JPMorgan Chase & Co. (NYSE:JPM)’s CEO, James (or Jamie) Dimon, came to Davos ready to answer questions about the London Whale, but he probably didn’t anticipate putting on his boxing gloves and going against Paul Singer, principal of the hedge fund Elliott Associates, in a panel discussion.
At the opening session of this year’s World Economic Forum, Dimon and Singer butted heads over a discussion on whether big banks are too opaque or not. After enduring a rough 2012 with risk management problems at his bank, James Dimon brushed off Singer’s criticisms that banks made “completely opaque” disclosures, reported the Financial Times.
Words between the two continued with Singer saying that from banks’ infinite public accounts, it is essentially impossible to know which ones were “actually risky or sound.” Dimon responded that JPMorgan Chase & Co. (NYSE:JPM)’s accounts were clear, adding that “With all due respect hedge funds are pretty opaque too.”
Singer isn’t alone in his criticisms, he has been joined by other hedge funds and institutional investors. This is just part of the pressure banks are facing to share more information about their balance sheets.
He did add that derivatives positions, specifically, are hard for external investors to go through; Singer expressed concern that banks aren’t always collateralizings their positions. Dimon responded that his bank did for all “major” clients with Singer responding, “Well, we’re a minor client then.”
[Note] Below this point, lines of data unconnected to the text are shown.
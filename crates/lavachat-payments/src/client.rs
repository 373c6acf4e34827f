//! Payments API Client
//!
//! Thin REST client for the payments service. One instance is built at
//! process start from explicit configuration and shared for the process
//! lifetime; it holds no mutable state.

use reqwest::{Method, RequestBuilder, StatusCode};

use crate::checkout::{CheckoutSession, CheckoutSessionRequest};
use crate::connection::Connection;
use crate::error::{PaymentError, Result};

/// Default API base URL
pub const DEFAULT_API_BASE: &str = "https://api.lavapayments.com/v1";

/// Pinned API version sent with every request
pub const DEFAULT_API_VERSION: &str = "2025-03-27.v1";

/// Configured handle to the payments service
pub struct LavaClient {
    http: reqwest::Client,
    base_url: String,
    secret_key: String,
    api_version: String,
}

impl LavaClient {
    /// Create a new client against the default API base
    pub fn new(secret_key: impl Into<String>, api_version: impl Into<String>) -> Self {
        Self {
            http: reqwest::Client::new(),
            base_url: DEFAULT_API_BASE.to_string(),
            secret_key: secret_key.into(),
            api_version: api_version.into(),
        }
    }

    /// Override the API base URL (tests, staging)
    pub fn with_base_url(mut self, base_url: impl Into<String>) -> Self {
        self.base_url = base_url.into().trim_end_matches('/').to_string();
        self
    }

    /// Create from environment variables
    ///
    /// `LAVA_SECRET_KEY` is required; `LAVA_API_VERSION` and
    /// `LAVA_API_BASE` fall back to the pinned defaults.
    pub fn from_env() -> Result<Self> {
        let secret_key = std::env::var("LAVA_SECRET_KEY")
            .map_err(|_| PaymentError::Config("LAVA_SECRET_KEY not set".into()))?;
        let api_version =
            std::env::var("LAVA_API_VERSION").unwrap_or_else(|_| DEFAULT_API_VERSION.into());
        let base_url = std::env::var("LAVA_API_BASE").unwrap_or_else(|_| DEFAULT_API_BASE.into());

        Ok(Self::new(secret_key, api_version).with_base_url(base_url))
    }

    /// Base URL of the OpenAI-compatible completion proxy.
    ///
    /// Model calls routed through here are metered and billed against the
    /// wallet named by the forward token they carry.
    pub fn completions_url(&self) -> String {
        format!("{}/forward/openai/v1", self.base_url)
    }

    fn request(&self, method: Method, path: &str) -> RequestBuilder {
        self.http
            .request(method, format!("{}/{path}", self.base_url))
            .bearer_auth(&self.secret_key)
            .header("Lava-Version", &self.api_version)
    }

    /// Resolve a connection id to its record (secret included).
    ///
    /// Server-side only: callers project the result before anything leaves
    /// the process.
    pub async fn retrieve_connection(&self, connection_id: &str) -> Result<Connection> {
        tracing::debug!(connection_id, "retrieving connection");

        let response = self
            .request(Method::GET, &format!("connections/{connection_id}"))
            .send()
            .await?;

        match response.status() {
            status if status.is_success() => Ok(response.json().await?),
            StatusCode::NOT_FOUND => Err(PaymentError::ConnectionNotFound(connection_id.into())),
            status => Err(PaymentError::Api {
                status: status.as_u16(),
                message: response.text().await.unwrap_or_default(),
            }),
        }
    }

    /// Create a hosted checkout session
    pub async fn create_checkout_session(
        &self,
        request: &CheckoutSessionRequest,
    ) -> Result<CheckoutSession> {
        tracing::debug!(mode = ?request.checkout_mode, "creating checkout session");

        let response = self
            .request(Method::POST, "checkout_sessions")
            .json(request)
            .send()
            .await?;

        let status = response.status();
        if !status.is_success() {
            return Err(PaymentError::Api {
                status: status.as_u16(),
                message: response.text().await.unwrap_or_default(),
            });
        }

        Ok(response.json().await?)
    }
}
In addition to the exchange between the two, Dimon also apologized to JPMorgan Chase & Co. (NYSE:JPM) shareholders and discussed regulation.
Regarding the “London Whale” incident which caused $6 billion in losses to the bank, he said to the forum’s audience, “If you’re a shareholder of mine, I apologize deeply.”
He did add that the bank’s customers had not been hurt, however, he took a $10 million pay cut from the incident.
He put on his boxing gloves again, when he discussed regulation.
Not one of his favorite areas, he said that “in the United States we’ve created more regulators, not less” and then noted they were trying “to do too much, too fast.”
He also complained this has resulted in greater bureaucracy, commenting, “In the United States five years [after the crisis] we don’t have mortgage rules yet.”
While the 2010 Dodd-Frank Act has mandated regulations, this has yet to be finalized by regulators.
As noted by the Financial Times, the regulatory debate had been tempered a bit this year than in previous ones, owing partially to international rules not having been decided yet.
Dimon sat among his fellow panelists and suggested regulators utilize restraint. Zhu Min, deputy head of the International Monetary Fund, disagreed and commented it would be a “huge mistake” to scale back on reforms including Basel III regulations on higher capital and liquidity standards.
Zhu noted, “Financial markets structures haven’t changed much. We’re not safer yet.”